Rarely in the history of football has a 0-0 been more fitting than this 0-0 in the Stade de France in Paris, November 14, 2024, France against Israel. Also in appearance. “Une soirée vraiment nulle,” the newspaper headlines The Parisiana play on words. The “nulle” takes up the “match nul”, which is the French term for a draw. And it qualifies the evening, the soirée, as sad, as poor, as “zero”. That was it, on a historic scale – dreary to remember.

Due to fears of violence, protests and riots, the stadium in the northern banlieue of Paris was armored: 4,000 officers were deployed, they sealed off everything, the exits of the metro and all access roads to the arena. Even if there were people who had thought about visiting the stadium at the last minute, they also decided not to go because there had been so much debate in advance about the potential dangers.

The police missed at least two Palestinian flags during access control

The international match in the Nations League then took place in front of almost empty stands: 16,611 spectators sat in the large stadium, which would hold 80,000. This is a minus record for the Bleus. Perhaps there were a few hundred fewer spectators when France played the Faroe Islands fifteen years ago in the Brittany province of Guingamp. However, no one noticed at the time, the small Stade de Roudourou was full.

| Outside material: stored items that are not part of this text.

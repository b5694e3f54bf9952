//! Bind group layouts and the three pipeline variants used by the island.

use std::num::NonZeroU64;

use bytemuck::{Pod, Zeroable};
use hexisle_materials::{MaterialDesc, MaterialUniform};
use hexisle_mesh::MESH_VERTEX_LAYOUT;
use hexisle_scene::PointLight;

use crate::camera::CameraUniform;
use crate::depth::DepthBuffer;
use crate::shader::PBR_SHADER_SOURCE;
use crate::shadow::ShadowUniform;

/// `@group(1) @binding(0)`. The shadow uniform, map and comparison sampler
/// follow at bindings 1 to 3.
#[repr(C)]
#[derive(Clone, Copy, Debug, PartialEq, Pod, Zeroable)]
pub struct LightUniform {
    pub position_range: [f32; 4],
    pub color_intensity: [f32; 4],
    /// x = exposure.
    pub params: [f32; 4],
}

static_assertions::const_assert_eq!(std::mem::size_of::<LightUniform>(), 48);

impl LightUniform {
    pub fn new(light: &PointLight, exposure: f32) -> Self {
        Self {
            position_range: light.position.extend(light.range).to_array(),
            color_intensity: light.color.extend(light.intensity).to_array(),
            params: [exposure, 0.0, 0.0, 0.0],
        }
    }
}

#[derive(Debug, Clone, Copy, PartialEq, Eq, Hash)]
pub enum PipelineVariant {
    /// Back faces culled, depth written.
    Opaque,
    /// Both faces drawn, depth written.
    DoubleSided,
    /// Alpha blended over what is already drawn; tests depth but does not write it.
    Transparent,
}

impl PipelineVariant {
    pub fn for_material(material: &MaterialDesc) -> Self {
        if material.transparent {
            Self::Transparent
        } else if material.double_sided {
            Self::DoubleSided
        } else {
            Self::Opaque
        }
    }

    fn cull_mode(self) -> Option<wgpu::Face> {
        match self {
            Self::Opaque => Some(wgpu::Face::Back),
            Self::DoubleSided | Self::Transparent => None,
        }
    }

    fn blend(self) -> Option<wgpu::BlendState> {
        match self {
            Self::Transparent => Some(wgpu::BlendState::ALPHA_BLENDING),
            Self::Opaque | Self::DoubleSided => None,
        }
    }

    fn writes_depth(self) -> bool {
        !matches!(self, Self::Transparent)
    }

    fn label(self) -> &'static str {
        match self {
            Self::Opaque => "pbr-opaque",
            Self::DoubleSided => "pbr-double-sided",
            Self::Transparent => "pbr-transparent",
        }
    }
}

pub struct PbrPipeline {
    pub camera_layout: wgpu::BindGroupLayout,
    pub light_layout: wgpu::BindGroupLayout,
    pub material_layout: wgpu::BindGroupLayout,
    pub environment_layout: wgpu::BindGroupLayout,
    opaque: wgpu::RenderPipeline,
    double_sided: wgpu::RenderPipeline,
    transparent: wgpu::RenderPipeline,
}

impl PbrPipeline {
    pub fn new(device: &wgpu::Device, surface_format: wgpu::TextureFormat) -> Self {
        let shader = device.create_shader_module(wgpu::ShaderModuleDescriptor {
            label: Some("pbr-shader"),
            source: wgpu::ShaderSource::Wgsl(PBR_SHADER_SOURCE.into()),
        });

        let camera_layout = uniform_layout(
            device,
            "camera-layout",
            wgpu::ShaderStages::VERTEX_FRAGMENT,
            std::mem::size_of::<CameraUniform>() as u64,
        );
        let fragment_uniform = |binding, size: usize| wgpu::BindGroupLayoutEntry {
            binding,
            visibility: wgpu::ShaderStages::FRAGMENT,
            ty: wgpu::BindingType::Buffer {
                ty: wgpu::BufferBindingType::Uniform,
                has_dynamic_offset: false,
                min_binding_size: NonZeroU64::new(size as u64),
            },
            count: None,
        };
        let light_layout = device.create_bind_group_layout(&wgpu::BindGroupLayoutDescriptor {
            label: Some("light-layout"),
            entries: &[
                fragment_uniform(0, std::mem::size_of::<LightUniform>()),
                fragment_uniform(1, std::mem::size_of::<ShadowUniform>()),
                wgpu::BindGroupLayoutEntry {
                    binding: 2,
                    visibility: wgpu::ShaderStages::FRAGMENT,
                    ty: wgpu::BindingType::Texture {
                        sample_type: wgpu::TextureSampleType::Depth,
                        view_dimension: wgpu::TextureViewDimension::D2,
                        multisampled: false,
                    },
                    count: None,
                },
                wgpu::BindGroupLayoutEntry {
                    binding: 3,
                    visibility: wgpu::ShaderStages::FRAGMENT,
                    ty: wgpu::BindingType::Sampler(wgpu::SamplerBindingType::Comparison),
                    count: None,
                },
            ],
        });

        let filtered_texture = |binding| wgpu::BindGroupLayoutEntry {
            binding,
            visibility: wgpu::ShaderStages::FRAGMENT,
            ty: wgpu::BindingType::Texture {
                sample_type: wgpu::TextureSampleType::Float { filterable: true },
                view_dimension: wgpu::TextureViewDimension::D2,
                multisampled: false,
            },
            count: None,
        };
        let material_layout = device.create_bind_group_layout(&wgpu::BindGroupLayoutDescriptor {
            label: Some("material-layout"),
            entries: &[
                fragment_uniform(0, std::mem::size_of::<MaterialUniform>()),
                filtered_texture(1),
                filtered_texture(2),
                wgpu::BindGroupLayoutEntry {
                    binding: 3,
                    visibility: wgpu::ShaderStages::FRAGMENT,
                    ty: wgpu::BindingType::Sampler(wgpu::SamplerBindingType::Filtering),
                    count: None,
                },
            ],
        });

        let environment_layout = device.create_bind_group_layout(&wgpu::BindGroupLayoutDescriptor {
            label: Some("environment-layout"),
            entries: &[wgpu::BindGroupLayoutEntry {
                binding: 0,
                visibility: wgpu::ShaderStages::FRAGMENT,
                ty: wgpu::BindingType::Texture {
                    sample_type: wgpu::TextureSampleType::Float { filterable: false },
                    view_dimension: wgpu::TextureViewDimension::D2,
                    multisampled: false,
                },
                count: None,
            }],
        });

        let layout = device.create_pipeline_layout(&wgpu::PipelineLayoutDescriptor {
            label: Some("pbr-pipeline-layout"),
            bind_group_layouts: &[
                &camera_layout,
                &light_layout,
                &material_layout,
                &environment_layout,
            ],
            immediate_size: 0,
        });

        let build = |variant: PipelineVariant| {
            create_variant(device, &layout, &shader, surface_format, variant)
        };

        Self {
            opaque: build(PipelineVariant::Opaque),
            double_sided: build(PipelineVariant::DoubleSided),
            transparent: build(PipelineVariant::Transparent),
            camera_layout,
            light_layout,
            material_layout,
            environment_layout,
        }
    }

    pub fn pipeline(&self, variant: PipelineVariant) -> &wgpu::RenderPipeline {
        match variant {
            PipelineVariant::Opaque => &self.opaque,
            PipelineVariant::DoubleSided => &self.double_sided,
            PipelineVariant::Transparent => &self.transparent,
        }
    }
}

fn uniform_layout(
    device: &wgpu::Device,
    label: &str,
    visibility: wgpu::ShaderStages,
    size: u64,
) -> wgpu::BindGroupLayout {
    device.create_bind_group_layout(&wgpu::BindGroupLayoutDescriptor {
        label: Some(label),
        entries: &[wgpu::BindGroupLayoutEntry {
            binding: 0,
            visibility,
            ty: wgpu::BindingType::Buffer {
                ty: wgpu::BufferBindingType::Uniform,
                has_dynamic_offset: false,
                min_binding_size: NonZeroU64::new(size),
            },
            count: None,
        }],
    })
}

fn create_variant(
    device: &wgpu::Device,
    layout: &wgpu::PipelineLayout,
    shader: &wgpu::ShaderModule,
    surface_format: wgpu::TextureFormat,
    variant: PipelineVariant,
) -> wgpu::RenderPipeline {
    device.create_render_pipeline(&wgpu::RenderPipelineDescriptor {
        label: Some(variant.label()),
        layout: Some(layout),
        vertex: wgpu::VertexState {
            module: shader,
            entry_point: Some("vs_main"),
            buffers: &[MESH_VERTEX_LAYOUT],
            compilation_options: wgpu::PipelineCompilationOptions::default(),
        },
        primitive: wgpu::PrimitiveState {
            topology: wgpu::PrimitiveTopology::TriangleList,
            strip_index_format: None,
            front_face: wgpu::FrontFace::Ccw,
            cull_mode: variant.cull_mode(),
            unclipped_depth: false,
            polygon_mode: wgpu::PolygonMode::Fill,
            conservative: false,
        },
        depth_stencil: Some(DepthBuffer::depth_stencil_state(variant.writes_depth())),
        multisample: wgpu::MultisampleState::default(),
        fragment: Some(wgpu::FragmentState {
            module: shader,
            entry_point: Some("fs_main"),
            targets: &[Some(wgpu::ColorTargetState {
                format: surface_format,
                blend: variant.blend(),
                write_mask: wgpu::ColorWrites::ALL,
            })],
            compilation_options: wgpu::PipelineCompilationOptions::default(),
        }),
        multiview_mask: None,
        cache: None,
    })
}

This time everything stood out, especially the emptiness. “Only the VIP stand was sold out,” writes one newspaper with a touch of irony. French President Emmanuel Macron sat there, and behind him, side by side, were his two predecessors, François Hollande and Nicolas Sarkozy. In solidarity with Israel – and in response to the violent events surrounding a Europa League game in Amsterdam, Ajax against Maccabi Tel Aviv, a few days ago. Macron then quickly decided that he wanted to be at the game in Paris, even before the exact circumstances of the chaos in Amsterdam were known, and dragged his predecessors along with him. France will not give in to anti-Semitism, Macron said shortly before the game: “Violence will never win, just as intimidation will not win.”

France meets Israel

:A stadium like Fort Knox

After anti-Semitic riots surrounding a football game in Amsterdam, the Nations League game in Paris is now becoming a political issue.

When the Israeli anthem played, some French fans in the Stade de France felt like balancing out the somewhat one-sided solidarity for Israel – and they whistled. The stadium’s sound makers turned up the volume of the loudspeakers so high that the whistles were almost drowned out.

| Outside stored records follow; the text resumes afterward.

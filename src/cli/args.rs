// src/cli/args.rs
// scene_setup CLI arguments and parsing helpers
// RELEVANT FILES: src/cli/mod.rs, src/config.rs, src/bin/scene_setup.rs

use std::path::PathBuf;

use crate::config::SceneConfig;

/// Argument error; the message names the offending flag.
#[derive(Debug, Clone, PartialEq, Eq, thiserror::Error)]
#[error("{msg}")]
pub struct CliError {
    msg: String,
}

impl CliError {
    pub fn new(msg: impl Into<String>) -> Self {
        Self { msg: msg.into() }
    }
}

pub const USAGE: &str = "usage: scene_setup [--config <file.json>] [--assets <dir>] \
[--lat <deg>] [--lon <deg>] [--alt <m>] [--heading <deg>] [--pitch <deg>] [--marker] \
[--exaggeration <x>] [--output <file.json>]";

/// Parsed `scene_setup` flags. Unset overrides keep the config value.
#[derive(Clone, Debug, Default, PartialEq)]
pub struct SceneCliArgs {
    pub config: Option<PathBuf>,
    pub assets: Option<PathBuf>,
    pub output: Option<PathBuf>,
    pub lat: Option<f64>,
    pub lon: Option<f64>,
    pub alt: Option<f64>,
    pub heading: Option<f64>,
    pub pitch: Option<f64>,
    pub exaggeration: Option<f64>,
    pub marker: bool,
    pub help: bool,
}

impl SceneCliArgs {
    pub fn parse(args: &[String]) -> Result<Self, CliError> {
        let mut out = SceneCliArgs::default();
        let mut i = 0;
        while i < args.len() {
            let flag = args[i].as_str();
            match flag {
                "--config" => {
                    out.config = Some(PathBuf::from(parse_string(args, i, flag)?));
                    i += 1;
                }
                "--assets" => {
                    out.assets = Some(PathBuf::from(parse_string(args, i, flag)?));
                    i += 1;
                }
                "--output" | "-o" => {
                    out.output = Some(PathBuf::from(parse_string(args, i, flag)?));
                    i += 1;
                }
                "--lat" => {
                    out.lat = Some(parse_f64(args, i, flag)?);
                    i += 1;
                }
                "--lon" => {
                    out.lon = Some(parse_f64(args, i, flag)?);
                    i += 1;
                }
                "--alt" => {
                    out.alt = Some(parse_f64(args, i, flag)?);
                    i += 1;
                }
                "--heading" => {
                    out.heading = Some(parse_f64(args, i, flag)?);
                    i += 1;
                }
                "--pitch" => {
                    out.pitch = Some(parse_f64(args, i, flag)?);
                    i += 1;
                }
                "--exaggeration" => {
                    out.exaggeration = Some(parse_f64(args, i, flag)?);
                    i += 1;
                }
                "--marker" => out.marker = true,
                "--help" | "-h" => out.help = true,
                other => {
                    return Err(CliError::new(format!("unknown argument '{other}'")));
                }
            }
            i += 1;
        }
        Ok(out)
    }

    /// Apply the pose and terrain overrides on top of `config`.
    pub fn apply(&self, config: &mut SceneConfig) {
        let cam = &mut config.camera;
        if let Some(v) = self.lat {
            cam.latitude = v;
        }
        if let Some(v) = self.lon {
            cam.longitude = v;
        }
        if let Some(v) = self.alt {
            cam.altitude = v;
        }
        if let Some(v) = self.heading {
            cam.heading = v;
        }
        if let Some(v) = self.pitch {
            cam.pitch = v;
        }
        if let Some(v) = self.exaggeration {
            config.terrain.exaggeration = v;
        }
        if self.marker {
            config.marker.enabled = true;
        }
    }
}

fn parse_string<'a>(args: &'a [String], idx: usize, flag: &str) -> Result<&'a str, CliError> {
    args.get(idx + 1)
        .map(String::as_str)
        .ok_or_else(|| CliError::new(format!("missing value for {flag}")))
}

/// Parse a float argument value.
pub fn parse_f64(args: &[String], idx: usize, flag: &str) -> Result<f64, CliError> {
    let raw = parse_string(args, idx, flag)?;
    let value = raw
        .parse::<f64>()
        .map_err(|_| CliError::new(format!("invalid float value '{raw}' for {flag}")))?;
    if !value.is_finite() {
        return Err(CliError::new(format!("{flag} must be finite, got '{raw}'")));
    }
    Ok(value)
}

#[cfg(test)]
mod tests {
    use super::*;

    fn args(list: &[&str]) -> Vec<String> {
        list.iter().map(|s| s.to_string()).collect()
    }

    #[test]
    fn parse_pose_flags() {
        let cli = SceneCliArgs::parse(&args(&[
            "--lat", "46.5", "--lon", "7.9", "--alt", "3500", "--heading", "90", "--marker",
        ]))
        .unwrap();
        assert_eq!(cli.lat, Some(46.5));
        assert_eq!(cli.lon, Some(7.9));
        assert_eq!(cli.alt, Some(3500.0));
        assert_eq!(cli.heading, Some(90.0));
        assert!(cli.marker);
        assert!(cli.pitch.is_none());
    }

    #[test]
    fn empty_args_are_defaults() {
        assert_eq!(SceneCliArgs::parse(&[]).unwrap(), SceneCliArgs::default());
    }

    #[test]
    fn reject_missing_and_invalid_values() {
        let err = SceneCliArgs::parse(&args(&["--lat"])).unwrap_err();
        assert!(err.to_string().contains("missing value for --lat"));

        let err = SceneCliArgs::parse(&args(&["--alt", "high"])).unwrap_err();
        assert!(err.to_string().contains("invalid float value 'high'"));

        let err = SceneCliArgs::parse(&args(&["--pitch", "NaN"])).unwrap_err();
        assert!(err.to_string().contains("must be finite"));
    }

    #[test]
    fn reject_unknown_flag() {
        let err = SceneCliArgs::parse(&args(&["--zoom", "3"])).unwrap_err();
        assert!(err.to_string().contains("unknown argument '--zoom'"));
    }

    #[test]
    fn overrides_replace_config_values() {
        let cli = SceneCliArgs::parse(&args(&["--alt", "120", "--exaggeration", "2.5", "--marker"]))
            .unwrap();
        let mut config = SceneConfig::default();
        cli.apply(&mut config);
        assert_eq!(config.camera.altitude, 120.0);
        assert_eq!(config.camera.latitude, 42.97330);
        assert_eq!(config.terrain.exaggeration, 2.5);
        assert!(config.marker.enabled);
    }
}
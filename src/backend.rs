//! Contract between scene setup and a map renderer.
//!
//! A backend owns the live style and camera. Scene setup only ever talks to it
//! through this trait, so any renderer that can add sources and layers, set
//! terrain, register images and models, and take a free camera pose can host a
//! scene.

use crate::camera::{CameraError, FreeCameraOptions};
use crate::style::{GeoJsonData, Layer, Source, StyleImage, StyleResult, Terrain};

pub trait MapBackend {
    /// URI of the loaded base style, if any.
    fn style_uri(&self) -> Option<&str>;

    /// Add a source. Backends must reject an existing id with
    /// `StyleError::DuplicateSource` rather than replace it.
    fn add_source(&mut self, id: &str, source: Source) -> StyleResult<()>;

    fn remove_source(&mut self, id: &str) -> StyleResult<()>;

    fn source_exists(&self, id: &str) -> bool;

    /// A copy of the source with this id.
    fn source(&self, id: &str) -> Option<Source>;

    /// Replace the data of an existing GeoJSON source.
    fn update_geojson_source(&mut self, id: &str, data: GeoJsonData) -> StyleResult<()>;

    fn add_layer(&mut self, layer: Layer) -> StyleResult<()>;

    fn layer_exists(&self, id: &str) -> bool;

    /// Set one paint property of an existing layer. `value` is the style JSON
    /// of the property and must suit the layer's type.
    fn set_paint_property(
        &mut self,
        layer_id: &str,
        name: &str,
        value: serde_json::Value,
    ) -> StyleResult<()>;

    /// Set or clear terrain.
    fn set_terrain(&mut self, terrain: Option<Terrain>) -> StyleResult<()>;

    fn terrain(&self) -> Option<Terrain>;

    fn add_image(&mut self, id: &str, image: StyleImage) -> StyleResult<()>;

    fn image_exists(&self, id: &str) -> bool;

    /// Register a 3D model asset under `model_id`.
    fn add_style_model(&mut self, model_id: &str, uri: &str) -> StyleResult<()>;

    fn style_model_exists(&self, model_id: &str) -> bool;

    /// Current free camera pose.
    fn free_camera_options(&self) -> FreeCameraOptions;

    /// Commit a free camera pose. Components left unset keep their value.
    fn set_free_camera_options(&mut self, options: FreeCameraOptions) -> Result<(), CameraError>;
}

The Israeli keeper Daniel Peretz from FC Bayern simply holds everything

The police also missed at least two Palestinian flags during access control, although the Paris police chief had expressly instructed them in advance to look primarily for these flags. In a sector of the stadium where Israeli fans were mixed with French fans, there was a small scuffle, not really worth mentioning. But since it felt like there were more police and reporters present than spectators, everything was registered. Stadium stewards quickly separated the hotheads, then everything was quiet again.

Football? Was hardly. A sterile, faded approach by the French towards the goal of the Israeli keeper Daniel Peretz, 24 years old – as if the atmospheric dreariness had overcome them. Peretz, who works for FC Bayern on a day-to-day basis, simply kept everything. However, it sometimes seemed as if the French simply didn’t want to shoot the ball into the goal, even from the best possible position. Maybe out of solidarity, you too?

Well, that’s not very likely. But rarely has a footballing zero been as spectacularly irrelevant as this one, while helicopters circled over the almost empty stadium.